EXERCISE REQUIREMENTS
Restate the full set of records exactly, word for word.

(Dataset items)
☆ ☆ ☆ ☆

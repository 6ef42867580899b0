use anyhow::Result;
use glowbook_core::config::GlowbookConfig;
use owo_colors::OwoColorize;

use crate::ConfigAction;

pub fn run(action: Option<ConfigAction>) -> Result<()> {
    match action {
        None => show(),
        Some(ConfigAction::Set { key, value }) => set(&key, &value),
    }
}

fn show() -> Result<()> {
    let config = GlowbookConfig::load()?;
    let path = GlowbookConfig::config_path()?;

    println!("  {}", format!("Config: {}", path.display()).dimmed());
    println!("  export_dir = {}", config.export_dir.display());
    println!("  default_occurrences = {}", config.default_occurrences);
    println!("  currency = {}", config.currency);

    Ok(())
}

fn set(key: &str, value: &str) -> Result<()> {
    let mut config = GlowbookConfig::load()?;
    config.set(key, value)?;
    config.save()?;

    println!("{}", format!("  Set {key} = {value}").green());

    Ok(())
}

☆ ☆ ☆ ☆

RESPONSE AREA
repository 6ef42867580899b0
use anyhow::Result;
use glowbook_core::config::GlowbookConfig;
use owo_colors::OwoColorize;

use crate::ConfigAction;

pub fn run(action: Option<ConfigAction>) -> Result<()> {
    match action {
        None => show(),
        Some(ConfigAction::Set { key, value }) => set(&key, &value),
    }
}

fn show() -> Result<()> {
    let config = GlowbookConfig::load()?;
    let path = GlowbookConfig::config_path()?;

    println!("  {}", format!("Config: {}", path.display()).dimmed());
    println!("  export_dir = {}", config.export_dir.display());
    println!("  default_occurrences = {}", config.default_occurrences);
    println!("  currency = {}", config.currency);

    Ok(())
}

fn set(key: &str, value: &str) -> Result<()> {
    let mut config = GlowbookConfig::load()?;
    config.set(key, value)?;
    config.save()?;

    println!("{}", format!("  Set {key} = {value}").green());

    Ok(())
}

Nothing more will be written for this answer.